-- Opening Marker --
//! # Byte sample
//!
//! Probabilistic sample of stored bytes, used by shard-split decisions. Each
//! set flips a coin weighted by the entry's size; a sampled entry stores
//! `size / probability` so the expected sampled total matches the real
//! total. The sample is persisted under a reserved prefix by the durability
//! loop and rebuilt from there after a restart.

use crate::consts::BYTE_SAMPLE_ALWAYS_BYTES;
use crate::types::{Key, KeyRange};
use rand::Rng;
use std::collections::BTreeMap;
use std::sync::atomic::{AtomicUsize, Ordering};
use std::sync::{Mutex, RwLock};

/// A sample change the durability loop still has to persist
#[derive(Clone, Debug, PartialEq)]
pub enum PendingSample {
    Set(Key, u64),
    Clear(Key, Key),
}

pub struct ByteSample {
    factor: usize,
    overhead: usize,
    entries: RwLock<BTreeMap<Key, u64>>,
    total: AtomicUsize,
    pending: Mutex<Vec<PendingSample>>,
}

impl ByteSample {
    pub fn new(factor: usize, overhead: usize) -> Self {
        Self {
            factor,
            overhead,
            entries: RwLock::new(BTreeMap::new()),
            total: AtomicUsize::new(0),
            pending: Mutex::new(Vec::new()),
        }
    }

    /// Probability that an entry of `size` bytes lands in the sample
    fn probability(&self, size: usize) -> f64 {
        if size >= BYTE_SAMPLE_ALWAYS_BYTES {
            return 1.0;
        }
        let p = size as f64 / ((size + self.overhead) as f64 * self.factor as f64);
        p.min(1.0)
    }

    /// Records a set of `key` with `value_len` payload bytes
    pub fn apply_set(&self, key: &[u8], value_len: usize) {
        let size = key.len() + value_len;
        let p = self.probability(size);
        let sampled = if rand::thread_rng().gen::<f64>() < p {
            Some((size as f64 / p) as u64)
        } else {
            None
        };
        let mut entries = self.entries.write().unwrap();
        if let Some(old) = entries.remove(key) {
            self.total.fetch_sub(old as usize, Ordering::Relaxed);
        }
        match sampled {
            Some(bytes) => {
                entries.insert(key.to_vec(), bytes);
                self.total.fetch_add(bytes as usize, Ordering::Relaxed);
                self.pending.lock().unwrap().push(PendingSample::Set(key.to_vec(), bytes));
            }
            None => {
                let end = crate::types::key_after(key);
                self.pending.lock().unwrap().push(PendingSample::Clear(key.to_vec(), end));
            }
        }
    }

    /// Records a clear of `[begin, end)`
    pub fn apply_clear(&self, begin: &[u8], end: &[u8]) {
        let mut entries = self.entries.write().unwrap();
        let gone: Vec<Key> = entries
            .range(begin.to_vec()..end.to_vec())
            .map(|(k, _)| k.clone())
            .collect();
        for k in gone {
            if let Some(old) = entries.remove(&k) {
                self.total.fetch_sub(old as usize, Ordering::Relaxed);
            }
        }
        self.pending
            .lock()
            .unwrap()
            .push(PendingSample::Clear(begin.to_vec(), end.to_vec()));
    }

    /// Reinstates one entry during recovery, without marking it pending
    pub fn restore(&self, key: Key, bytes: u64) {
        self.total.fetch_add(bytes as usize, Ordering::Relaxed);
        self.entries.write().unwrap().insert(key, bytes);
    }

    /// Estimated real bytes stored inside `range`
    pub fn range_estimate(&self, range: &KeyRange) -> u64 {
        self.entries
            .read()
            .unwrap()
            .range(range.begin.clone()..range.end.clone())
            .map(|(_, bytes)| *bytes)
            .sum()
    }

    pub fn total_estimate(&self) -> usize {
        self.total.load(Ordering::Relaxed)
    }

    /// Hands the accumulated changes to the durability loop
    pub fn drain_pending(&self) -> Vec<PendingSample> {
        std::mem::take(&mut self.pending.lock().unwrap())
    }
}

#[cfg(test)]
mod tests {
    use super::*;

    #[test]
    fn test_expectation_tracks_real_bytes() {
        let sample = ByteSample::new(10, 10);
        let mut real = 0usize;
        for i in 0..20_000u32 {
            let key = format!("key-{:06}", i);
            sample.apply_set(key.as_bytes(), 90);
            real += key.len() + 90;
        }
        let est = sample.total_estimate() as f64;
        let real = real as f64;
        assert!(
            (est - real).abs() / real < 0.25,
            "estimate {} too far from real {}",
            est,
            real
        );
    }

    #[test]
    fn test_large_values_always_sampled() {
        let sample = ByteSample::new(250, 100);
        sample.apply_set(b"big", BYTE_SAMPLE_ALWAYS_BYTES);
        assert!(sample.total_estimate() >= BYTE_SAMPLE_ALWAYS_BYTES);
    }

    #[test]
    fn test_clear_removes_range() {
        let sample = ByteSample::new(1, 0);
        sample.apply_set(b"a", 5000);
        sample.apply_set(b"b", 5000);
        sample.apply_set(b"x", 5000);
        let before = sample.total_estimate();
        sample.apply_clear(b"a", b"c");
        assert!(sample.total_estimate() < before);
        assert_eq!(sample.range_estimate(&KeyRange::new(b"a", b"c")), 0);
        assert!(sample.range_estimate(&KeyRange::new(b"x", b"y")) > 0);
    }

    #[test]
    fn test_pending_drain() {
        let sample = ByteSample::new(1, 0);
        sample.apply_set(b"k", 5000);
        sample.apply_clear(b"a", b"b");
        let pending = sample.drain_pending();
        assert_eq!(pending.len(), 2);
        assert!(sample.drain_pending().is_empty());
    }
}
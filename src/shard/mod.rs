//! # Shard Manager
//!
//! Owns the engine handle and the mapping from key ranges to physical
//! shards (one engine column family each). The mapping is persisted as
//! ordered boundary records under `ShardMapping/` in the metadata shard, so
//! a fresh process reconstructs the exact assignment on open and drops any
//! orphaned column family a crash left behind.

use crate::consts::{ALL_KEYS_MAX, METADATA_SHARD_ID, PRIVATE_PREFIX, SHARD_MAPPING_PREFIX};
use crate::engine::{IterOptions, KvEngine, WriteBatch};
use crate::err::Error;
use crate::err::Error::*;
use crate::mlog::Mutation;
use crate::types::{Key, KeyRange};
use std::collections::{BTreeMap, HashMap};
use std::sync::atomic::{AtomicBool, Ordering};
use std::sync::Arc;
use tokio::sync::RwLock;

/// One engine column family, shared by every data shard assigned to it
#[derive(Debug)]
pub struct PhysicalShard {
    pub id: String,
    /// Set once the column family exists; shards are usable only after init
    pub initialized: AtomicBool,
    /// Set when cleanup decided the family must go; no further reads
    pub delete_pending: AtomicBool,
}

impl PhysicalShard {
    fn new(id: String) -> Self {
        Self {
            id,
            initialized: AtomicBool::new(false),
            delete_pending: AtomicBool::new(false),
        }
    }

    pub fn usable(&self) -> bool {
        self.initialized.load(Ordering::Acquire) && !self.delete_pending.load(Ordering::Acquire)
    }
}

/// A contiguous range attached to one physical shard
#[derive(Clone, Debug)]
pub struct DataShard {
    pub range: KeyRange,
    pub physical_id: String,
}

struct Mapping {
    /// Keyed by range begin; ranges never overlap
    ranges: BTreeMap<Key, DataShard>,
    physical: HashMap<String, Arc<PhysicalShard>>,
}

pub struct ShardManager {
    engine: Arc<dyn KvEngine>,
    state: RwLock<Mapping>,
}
-- Closing Marker --
## WHAT THIS TASK INVOLVES
Starting with the first line above and ending with the line that holds "matches the real", restate each line word for word and add nothing else.

## ANSWER AREA
//! # Byte sample
//!
//! Probabilistic sample of stored bytes, used by shard-split decisions. Each
//! set flips a coin weighted by the entry's size; a sampled entry stores
//! `size / probability` so the expected sampled total matches the real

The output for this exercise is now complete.